» TASK INSTRUCTIONS: The task calls for each line of the records below in which the word "data" appears.

[Saved entries]

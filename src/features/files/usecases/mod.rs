mod upload_use_case;

pub use upload_use_case::UploadUseCase;
use async_trait::async_trait;
use uuid::Uuid;

use super::error::StorageError;

/// Capability interface over one object-storage provider.
///
/// `data` is the provider-specific payload returned by [`upload`](Self::upload).
/// Only the backend that produced it knows how to read it; everybody else
/// stores and hands it back verbatim.
#[async_trait]
pub trait StorageBackend: Send + Sync {
    /// Static identifier recorded alongside every file this backend stores
    fn provider_name(&self) -> &str;

    /// Store `bytes` under `folder/filename` and return the opaque file data
    async fn upload(
        &self,
        bytes: Vec<u8>,
        filename: &str,
        folder: &str,
        is_private: bool,
    ) -> Result<String, StorageError>;

    /// Build a direct, non-expiring URL.
    ///
    /// A scaled rendition is requested only when both `width` and `height`
    /// are present; otherwise the original is addressed.
    fn file_url(
        &self,
        data: &str,
        width: Option<&str>,
        height: Option<&str>,
    ) -> Result<String, StorageError>;

    /// Build a time-limited URL; expiry is enforced by the provider.
    async fn signed_url(
        &self,
        data: &str,
        expire_in_seconds: u32,
        width: Option<&str>,
        height: Option<&str>,
    ) -> Result<String, StorageError>;

    /// Delete the physical object, returning whether a deletion occurred
    async fn delete(&self, data: &str) -> Result<bool, StorageError>;
}

/// Requested rendition size
#[derive(Debug, Clone, Copy, PartialEq, Eq)]
pub struct Resize<'a> {
    pub width: &'a str,
    pub height: &'a str,
}

impl<'a> Resize<'a> {
    /// Only a complete pair of dimensions yields a resize; a lone width or
    /// height is ignored.
    pub fn from_dimensions(width: Option<&'a str>, height: Option<&'a str>) -> Option<Self> {
        match (width, height) {
            (Some(width), Some(height)) => Some(Self { width, height }),
            _ => None,
        }
    }
}

/// Give a colliding name a random suffix: `photo.jpg` becomes `photo_1a2b3c4d.jpg`
pub(crate) fn unique_filename(filename: &str) -> String {
    let id = Uuid::new_v4().simple().to_string();
    let suffix = &id[..8];
    match filename.rsplit_once('.') {
        Some((stem, ext)) if !stem.is_empty() => format!("{}_{}.{}", stem, suffix, ext),
        _ => format!("{}_{}", filename, suffix),
    }
}

#[cfg(test)]
mod tests {
    use super::*;

    #[test]
    fn test_resize_requires_both_dimensions() {
        assert_eq!(
            Resize::from_dimensions(Some("100"), Some("200")),
            Some(Resize {
                width: "100",
                height: "200"
            })
        );
        assert_eq!(Resize::from_dimensions(Some("100"), None), None);
        assert_eq!(Resize::from_dimensions(None, Some("100")), None);
        assert_eq!(Resize::from_dimensions(None, None), None);
    }

    #[test]
    fn test_unique_filename_keeps_extension() {
        let name = unique_filename("photo.jpg");
        assert!(name.starts_with("photo_"));
        assert!(name.ends_with(".jpg"));
        assert_eq!(name.len(), "photo_.jpg".len() + 8);

        assert!(unique_filename("README").starts_with("README_"));
        assert_ne!(unique_filename("a.png"), unique_filename("a.png"));
    }
}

» ANSWER TO THE EXERCISE:
/// `data` is the provider-specific payload returned by [`upload`](Self::upload).
    /// Store `bytes` under `folder/filename` and return the opaque file data
        data: &str,
        data: &str,
    async fn delete(&self, data: &str) -> Result<bool, StorageError>;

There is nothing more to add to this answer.